Sabe aquele filme que possui ótimos profissionais, uma ideia muito boa como história, nos prende desde os primeiros minutos de projeção, mas executa tudo de forma tão atrapalhada que o resultado é no máximo… razoável? A Cordilheira é um exemplo perfeito disso.
A trama gira em torno do recém eleito presidente da Argentina, Hernán Blanco (Ricardo Darín), e de sua ida ao Chile numa cúpula de presidentes latino-americanos para discutir sobre o estabelecimento da Aliança Petrolífera do Sul, uma coalizão que visa fortalecer os países da América Latina, sobretudo os sul-americanos, diante do cenário político global. Apesar do foco absolutamente político, há a intenção bastante problemática de colocar um drama pessoal de Blanco com sua filha Marina Blanco (Dolores Fonzi) no meio do filme, algo totalmente descartável e que não agrega em nada com o restante da obra.
Não que seja ruim introduzir um drama pessoal nesse tipo de filme, pelo contrário, vejo como uma ótima oportunidade de humanizar e aproximar o espectador do personagem em questão. O que é ruim, e aqui encontra-se o principal problema da obra, é simplesmente jogar esse drama no meio da história sem que acrescente algo relevante ao enredo. O diretor Santiago Mitre, que possui ótimos trabalhos ao longo de sua carreira, erra aqui por isso.
Todo o problema se encontra basicamente no segundo ato da projeção, onde acontece o desenvolvimento da relação conturbada de pai e filha entre Marina e Hernán. Enquanto as reuniões da cúpula vão acontecendo, o presidente argentino precisa dividir sua atenção com seus compromissos e a vinda de sua filha ao Chile, já que há um escândalo de superfaturamento em uma de suas antigas campanhas e Hernán exige que Marina venha para junto dele para evitar qualquer tipo de problema ou exposição midiática.

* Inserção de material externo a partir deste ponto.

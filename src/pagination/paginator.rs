//! The fetch loop

use super::link::next_url_from_headers;
use crate::error::Result;
use crate::http::{HttpClient, RawPage};
use bytes::Bytes;
use tracing::{debug, info};

/// One page of the listing: the raw body plus the next URL extracted from
/// the response headers. Produced per HTTP call and consumed immediately by
/// the loop.
#[derive(Debug)]
pub struct PageResponse {
    /// Raw, undecoded response body
    pub body: Bytes,
    /// Target of the `rel="next"` link, when the response carried one
    pub next_url: Option<String>,
}

impl From<RawPage> for PageResponse {
    fn from(raw: RawPage) -> Self {
        let next_url = next_url_from_headers(&raw.headers);
        Self {
            body: raw.body,
            next_url,
        }
    }
}

/// Walks the paginated listing endpoint until the next-link chain runs out
pub struct Paginator {
    client: HttpClient,
}

impl Paginator {
    /// Create a paginator over the given client
    pub fn new(client: HttpClient) -> Self {
        Self { client }
    }

    /// Fetch every page, starting from `initial_url` with the page-size value
    /// appended verbatim, and return the raw bodies in pagination order.
    ///
    /// The page-size value is not validated; the caller is trusted to pass a
    /// protocol-acceptable value. Any failure, transport or non-2xx status alike,
    /// aborts the whole fetch with no partial result: an error on page N
    /// discards pages 1..N-1.
    pub async fn fetch_all(&self, initial_url: &str, page_size_param: &str) -> Result<Vec<Bytes>> {
        let mut bodies = Vec::new();
        let mut url = format!("{initial_url}{page_size_param}");

        loop {
            let page: PageResponse = self.client.get_page(&url).await?.into();
            info!(%url, "fetched page");
            bodies.push(page.body);

            match page.next_url {
                Some(next) => url = next,
                None => break,
            }
        }

        debug!(pages = bodies.len(), "pagination complete");
        Ok(bodies)
    }
}
//! okta-export CLI
//!
//! Parses the command line, wires up logging, and runs the export.

use clap::Parser;
use okta_export::cli::{Cli, Runner};

#[tokio::main]
async fn main() {
    let cli = Cli::parse();

    // Initialize logging; -v lowers the default level to DEBUG, RUST_LOG
    // still wins when set.
    let default_level = if cli.verbose {
        tracing::Level::DEBUG
    } else {
        tracing::Level::INFO
    };
    tracing_subscriber::fmt()
        .with_env_filter(
            tracing_subscriber::EnvFilter::from_default_env()
                .add_directive(default_level.into()),
        )
        .init();

    let runner = Runner::new(cli);

    if let Err(e) = runner.run().await {
        eprintln!("Error: {e}");
        std::process::exit(1);
    }
}
//! CLI runner - executes the export

use crate::auth::SswsToken;
use crate::cli::commands::Cli;
use crate::config::ExportConfig;
use crate::engine::ExportEngine;
use crate::error::{Error, Result};

/// CLI runner
pub struct Runner {
    cli: Cli,
}

impl Runner {
    /// Create a new runner
    pub fn new(cli: Cli) -> Self {
        Self { cli }
    }

    /// Run the export described by the command line.
    ///
    /// Token absence is decided here, at the outermost caller: it is fatal,
    /// and nothing below this point ever substitutes a placeholder
    /// credential.
    pub async fn run(&self) -> Result<()> {
        let token = SswsToken::resolve(self.cli.token.as_deref()).ok_or(Error::MissingToken)?;

        let config = ExportConfig::new()
            .with_base_url(&self.cli.base_url)
            .with_page_size(self.cli.page_size)
            .with_exclude_domain(&self.cli.exclude_domain)
            .with_output(&self.cli.output)
            .with_token(token);

        ExportEngine::new(config).run().await?;
        Ok(())
    }
}
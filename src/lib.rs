//! # okta-export
//!
//! Fetches every user record from a paginated identity-provider API, filters
//! out internal-domain accounts, and writes the remainder to a CSV file.
//!
//! ## Architecture
//!
//! ```text
//! CLI (clap) → Runner → ExportEngine
//!                           │
//!        ┌─────────┬────────┴────────┬──────────┐
//!        │  Auth   │    Pagination   │  Output  │
//!        │  SSWS   │ Link rel="next" │   CSV    │
//!        └─────────┴─────────────────┴──────────┘
//!                    HTTP (reqwest)
//! ```
//!
//! The fetch loop is strictly sequential (the next page URL is only known
//! after the previous response has been parsed) and all-or-nothing: any
//! transport failure, non-2xx status, or malformed page aborts the run
//! before the output file is touched. There is no retry, backoff, rate
//! limiting, or concurrent fetching.

#![warn(clippy::all)]
#![allow(clippy::module_name_repetitions)]

// ============================================================================
// Module declarations
// ============================================================================

/// Error types
pub mod error;

/// SSWS token authentication
pub mod auth;

/// Export configuration
pub mod config;

/// HTTP client
pub mod http;

/// Pagination fetch loop
pub mod pagination;

/// User schema and page decoding
pub mod model;

/// CSV output
pub mod output;

/// Export orchestration
pub mod engine;

/// Command-line interface
pub mod cli;

// ============================================================================
// Re-exports
// ============================================================================

pub use config::ExportConfig;
pub use engine::{ExportEngine, ExportStats};
pub use error::{Error, Result};

/// Crate version
pub const VERSION: &str = env!("CARGO_PKG_VERSION");

/// Crate name
pub const NAME: &str = env!("CARGO_PKG_NAME");
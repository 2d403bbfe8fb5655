//! Link-header next-URL extraction
//!
//! Header format: `<https://host/users?after=abc&limit=200>; rel="next",
//! <https://host/users?limit=200>; rel="self"`: one or more comma-separated
//! entries, each a bracketed target followed by `"; "`-separated parameters.

use reqwest::header::{HeaderMap, LINK};

const NEXT_SUFFIX: &str = r#"rel="next""#;

/// Extract the `rel="next"` target from a single `Link` header value.
///
/// Splits the value on commas; the first entry whose trailing content is
/// exactly `rel="next"` wins. The target is the substring before the first
/// `"; "` separator with the surrounding angle brackets removed. `None` when
/// no entry matches, including the zero-entry case.
pub fn extract_next_url(header_value: &str) -> Option<String> {
    for entry in header_value.split(',') {
        if entry.trim_end().ends_with(NEXT_SUFFIX) {
            let target = entry.split("; ").next().unwrap_or(entry);
            return Some(
                target
                    .trim()
                    .trim_start_matches('<')
                    .trim_end_matches('>')
                    .to_string(),
            );
        }
    }
    None
}

/// Scan every `Link` header occurrence in order and return the winning
/// `rel="next"` target.
///
/// The last occurrence containing a match determines the next URL (later
/// overwrites earlier). An occurrence with no `rel="next"` entry leaves an
/// earlier match in place.
pub fn next_url_from_headers(headers: &HeaderMap) -> Option<String> {
    let mut next = None;
    for value in headers.get_all(LINK) {
        if let Ok(value) = value.to_str() {
            if let Some(url) = extract_next_url(value) {
                next = Some(url);
            }
        }
    }
    next
}
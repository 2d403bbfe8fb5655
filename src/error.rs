//! Error types for okta-export
//!
//! This module defines the error hierarchy for the whole crate.
//! All public APIs return `Result<T, Error>` where Error is defined here.

use thiserror::Error;

/// The main error type for okta-export
#[derive(Error, Debug)]
pub enum Error {
    // ============================================================================
    // Configuration Errors
    // ============================================================================
    #[error("Configuration error: {message}")]
    Config { message: String },

    #[error("No API token configured: pass --token or set the OKTA_API_TOKEN environment variable")]
    MissingToken,

    // ============================================================================
    // HTTP Errors
    // ============================================================================
    #[error("HTTP request failed: {0}")]
    Http(#[from] reqwest::Error),

    #[error("HTTP {status} from {url}: {body}")]
    HttpStatus {
        status: u16,
        url: String,
        body: String,
    },

    #[error("Invalid URL: {0}")]
    InvalidUrl(#[from] url::ParseError),

    #[error("URL '{url}' has no authority component to derive a Host header from")]
    MissingAuthority { url: String },

    // ============================================================================
    // Data Processing Errors
    // ============================================================================
    #[error("Failed to decode response: {message}")]
    Decode { message: String },

    // ============================================================================
    // Output Errors
    // ============================================================================
    #[error("Output error: {message}")]
    Output { message: String },

    #[error("IO error: {0}")]
    Io(#[from] std::io::Error),

    // ============================================================================
    // Generic Errors
    // ============================================================================
    #[error("{0}")]
    Other(String),

    #[error(transparent)]
    Anyhow(#[from] anyhow::Error),
}

impl Error {
    /// Create a config error
    pub fn config(message: impl Into<String>) -> Self {
        Self::Config {
            message: message.into(),
        }
    }

    /// Create an HTTP status error
    pub fn http_status(status: u16, url: impl Into<String>, body: impl Into<String>) -> Self {
        Self::HttpStatus {
            status,
            url: url.into(),
            body: body.into(),
        }
    }

    /// Create a decode error
    pub fn decode(message: impl Into<String>) -> Self {
        Self::Decode {
            message: message.into(),
        }
    }

    /// Create an output error
    pub fn output(message: impl Into<String>) -> Self {
        Self::Output {
            message: message.into(),
        }
    }
}

/// Result type alias for okta-export
pub type Result<T> = std::result::Result<T, Error>;

/// Extension trait for adding context to errors
pub trait ResultExt<T> {
    /// Add context to an error
    fn context(self, message: impl Into<String>) -> Result<T>;

    /// Add context with a closure (lazy evaluation)
    fn with_context<F: FnOnce() -> String>(self, f: F) -> Result<T>;
}

impl<T, E: Into<Error>> ResultExt<T> for std::result::Result<T, E> {
    fn context(self, message: impl Into<String>) -> Result<T> {
        self.map_err(|e| {
            let inner = e.into();
            Error::Other(format!("{}: {}", message.into(), inner))
        })
    }

    fn with_context<F: FnOnce() -> String>(self, f: F) -> Result<T> {
        self.map_err(|e| {
            let inner = e.into();
            Error::Other(format!("{}: {}", f(), inner))
        })
    }
}

#[cfg(test)]
mod tests {
    use super::*;

    #[test]
    fn test_error_display() {
        let err = Error::config("test message");
        assert_eq!(err.to_string(), "Configuration error: test message");

        let err = Error::http_status(404, "https://example.com/users", "Not found");
        assert_eq!(
            err.to_string(),
            "HTTP 404 from https://example.com/users: Not found"
        );

        let err = Error::decode("bad page");
        assert_eq!(err.to_string(), "Failed to decode response: bad page");
    }

    #[test]
    fn test_missing_token_mentions_both_sources() {
        let msg = Error::MissingToken.to_string();
        assert!(msg.contains("--token"));
        assert!(msg.contains("OKTA_API_TOKEN"));
    }

    #[test]
    fn test_result_context() {
        let result: Result<()> = Err(Error::config("inner"));
        let with_context = result.context("outer");
        assert!(with_context
            .unwrap_err()
            .to_string()
            .contains("outer: Configuration error: inner"));
    }
}
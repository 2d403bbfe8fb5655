//! HTTP client module
//!
//! Provides the thin HTTP layer the paginator drives: a reqwest wrapper that
//! applies the headers the upstream API requires, reads response bodies to
//! completion, and classifies status codes.
//!
//! There is deliberately no retry, backoff, rate limiting, or request timeout
//! here; one failed request fails the whole export.

mod client;

pub use client::{host_header, is_success, HttpClient, HttpClientConfig, RawPage};

#[cfg(test)]
mod tests;
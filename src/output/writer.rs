//! CSV file writer
//!
//! Minimal RFC4180-style output: fields containing the delimiter, a quote,
//! or a line break are wrapped in double quotes with embedded quotes doubled.
//! Everything else is written verbatim.

use crate::error::{Error, Result};
use crate::model::User;
use std::borrow::Cow;
use std::fs::File;
use std::io::{BufWriter, Write};
use std::path::Path;

/// Column order of the export
pub const CSV_HEADER: [&str; 4] = ["firstName", "lastName", "email", "status"];

/// CSV writer over any byte sink
pub struct CsvWriter<W: Write> {
    out: W,
    rows_written: usize,
}

impl<W: Write> CsvWriter<W> {
    /// Create a new writer
    pub fn new(out: W) -> Self {
        Self {
            out,
            rows_written: 0,
        }
    }

    /// Write the fixed header row
    pub fn write_header(&mut self) -> Result<()> {
        self.write_record(CSV_HEADER)
    }

    /// Write one user row. Missing profile fields become empty cells.
    pub fn write_user(&mut self, user: &User) -> Result<()> {
        self.write_record([
            user.profile.first_name.as_deref().unwrap_or(""),
            user.profile.last_name.as_deref().unwrap_or(""),
            user.profile.email.as_deref().unwrap_or(""),
            user.status.as_deref().unwrap_or(""),
        ])?;
        self.rows_written += 1;
        Ok(())
    }

    /// Number of data rows written so far (header excluded)
    pub fn rows_written(&self) -> usize {
        self.rows_written
    }

    /// Flush the sink and return the number of data rows written
    pub fn finish(mut self) -> Result<usize> {
        self.out.flush()?;
        Ok(self.rows_written)
    }

    fn write_record(&mut self, fields: [&str; 4]) -> Result<()> {
        let mut first = true;
        for field in fields {
            if !first {
                self.out.write_all(b",")?;
            }
            first = false;
            self.out.write_all(escape_field(field).as_bytes())?;
        }
        self.out.write_all(b"\n")?;
        Ok(())
    }
}

/// Quote a field when it contains the delimiter, a quote, or a line break
fn escape_field(field: &str) -> Cow<'_, str> {
    if field.contains([',', '"', '\n', '\r']) {
        Cow::Owned(format!("\"{}\"", field.replace('"', "\"\"")))
    } else {
        Cow::Borrowed(field)
    }
}

/// Write the header plus one row per user to `path`, truncating any existing
/// file. Returns the number of data rows written.
pub fn write_users<'a>(
    path: &Path,
    users: impl IntoIterator<Item = &'a User>,
) -> Result<usize> {
    let file = File::create(path).map_err(|e| {
        Error::output(format!("failed to create {}: {e}", path.display()))
    })?;

    let mut writer = CsvWriter::new(BufWriter::new(file));
    writer.write_header()?;
    for user in users {
        writer.write_user(user)?;
    }
    writer.finish()
}
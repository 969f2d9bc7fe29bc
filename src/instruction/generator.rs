//! Instruction sources: provided lists and random generators

use rand::rngs::StdRng;
use rand::{Rng, SeedableRng};

use super::{Instruction, Op};
use crate::memory::VALUE_MAX;

/// Share of localized instructions that reuse the hot address
pub const DEFAULT_LOCALITY: f64 = 0.8;

/// Produces the instruction sequence of a run
pub trait InstructionSource {
    /// Produce up to `n` instructions, in replay order
    fn generate(&mut self, n: usize) -> Vec<Instruction>;
}

/// A provided list is replayed as given, front first
impl InstructionSource for Vec<Instruction> {
    fn generate(&mut self, n: usize) -> Vec<Instruction> {
        let n = n.min(self.len());
        self.drain(..n).collect()
    }
}

fn random_instruction(
    rng: &mut StdRng,
    processors: usize,
    address: usize,
) -> Instruction {
    let processor = rng.gen_range(0..processors);
    let op = if rng.gen_bool(0.5) { Op::Write } else { Op::Read };
    let value = rng.gen_range(0..=VALUE_MAX);
    Instruction { processor, op, address, value }
}

/// Processor, operation, address and value all drawn uniformly
#[derive(Debug)]
pub struct UniformSource {
    rng: StdRng,
    processors: usize,
    words: usize,
}

impl UniformSource {
    pub fn new(rng: StdRng, processors: usize, words: usize) -> Self {
        assert!(processors > 0 && words > 0);
        Self { rng, processors, words }
    }

    pub fn seeded(seed: u64, processors: usize, words: usize) -> Self {
        Self::new(StdRng::seed_from_u64(seed), processors, words)
    }
}

impl InstructionSource for UniformSource {
    fn generate(&mut self, n: usize) -> Vec<Instruction> {
        (0..n)
            .map(|_| {
                let address = self.rng.gen_range(0..self.words);
                random_instruction(&mut self.rng, self.processors, address)
            })
            .collect()
    }
}

/// Most instructions hit one hot address, the rest are spread uniformly
#[derive(Debug)]
pub struct LocalizedSource {
    rng: StdRng,
    processors: usize,
    words: usize,
    hot_address: usize,
    locality: f64,
}

impl LocalizedSource {
    pub fn new(
        mut rng: StdRng,
        processors: usize,
        words: usize,
        locality: f64,
    ) -> Self {
        assert!(processors > 0 && words > 0);
        assert!((0.0..=1.0).contains(&locality));
        let hot_address = rng.gen_range(0..words);
        Self { rng, processors, words, hot_address, locality }
    }

    pub fn seeded(seed: u64, processors: usize, words: usize) -> Self {
        Self::new(
            StdRng::seed_from_u64(seed),
            processors,
            words,
            DEFAULT_LOCALITY,
        )
    }

    pub fn hot_address(&self) -> usize {
        self.hot_address
    }
}

impl InstructionSource for LocalizedSource {
    fn generate(&mut self, n: usize) -> Vec<Instruction> {
        (0..n)
            .map(|_| {
                let address = if self.rng.gen_bool(self.locality) {
                    self.hot_address
                } else {
                    self.rng.gen_range(0..self.words)
                };
                random_instruction(&mut self.rng, self.processors, address)
            })
            .collect()
    }
}

#[cfg(test)]
mod tests {
    use super::*;

    #[test]
    fn test_list_source_keeps_order() {
        let mut list = vec![
            Instruction::write(0, 1, 5),
            Instruction::read(1, 1),
            Instruction::read(2, 3),
        ];
        let first = list.generate(2);
        assert_eq!(first, vec![Instruction::write(0, 1, 5), Instruction::read(1, 1)]);
        // Asking for more than is left returns the remainder
        assert_eq!(list.generate(5), vec![Instruction::read(2, 3)]);
        assert!(list.generate(1).is_empty());
    }

    #[test]
    fn test_uniform_in_range() {
        let mut source = UniformSource::seeded(1, 4, 4);
        let instructions = source.generate(500);
        assert_eq!(instructions.len(), 500);
        for inst in &instructions {
            assert!(inst.processor < 4);
            assert!(inst.address < 4);
            assert!((0..=VALUE_MAX).contains(&inst.value));
        }
        assert!(instructions.iter().any(|i| i.op == Op::Read));
        assert!(instructions.iter().any(|i| i.op == Op::Write));
    }

    #[test]
    fn test_same_seed_same_sequence() {
        let a = UniformSource::seeded(99, 4, 4).generate(50);
        let b = UniformSource::seeded(99, 4, 4).generate(50);
        assert_eq!(a, b);
    }

    #[test]
    fn test_localized_prefers_hot_address() {
        let mut source = LocalizedSource::seeded(3, 4, 4);
        let hot = source.hot_address();
        let instructions = source.generate(1000);
        let hot_count = instructions.iter().filter(|i| i.address == hot).count();
        // 80% reuse plus a quarter of the uniform remainder
        assert!(hot_count > 700, "hot address used {} times", hot_count);
    }
}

Com o segundo ato totalmente focado nos problemas emocionais e psicológicos da filha do presidente, todo o foco político apresentado no primeiro ato é deixado de lado como se fosse apenas algo a mais e não o caminho principal pelo o qual a obra nitidamente deveria ter seguido. Voltamos a atenção à política apenas no terceiro ato até com um certo alívio, já que todo o segundo ato, além de falhar em humanizar seus personagens, é lento e atrapalha a fluidez da história.
Entretanto, para felicidade de quem assiste, nem tudo na película é ruim. Há de se destacar as atuações de todos envolvidos no projeto, como o sempre excepcional Ricardo Darín, as ótimas Érica Rivas e Dolores Fonzi; e Leonardo Franco, que apesar de aparecer pouco, consegue transmitir imponência e respeito no papel de presidente do Brasil, o país mais influente na trama. Também vale ressaltar a precisa participação de Christian Slater, que performa como o representante estadunidense Dereck McKinley, e como consegue criar uma personagem até um pouco caricatural de alguém de dentro do governo norte-americano, mas que possui uma verossimilhança que encaixa perfeitamente no enredo do filme.
O que pode-se concluir é que A Cordilheira tinha extremo potencial de ser uma excelente obra sobre política, porém acaba se perdendo ao tentar contar duas histórias complexas em paralelo de forma que a trama secundária torna-se pouco interessante e acaba por prejudicar a história principal. Um foco maior no escândalo de superfaturamento do recém eleito presidente Blanco e como isso influenciaria seu mandato e decisões na cúpula latina, por exemplo, teria sido um caminho muito mais interessante do que sua relação conturbada com a filha. Uma pena.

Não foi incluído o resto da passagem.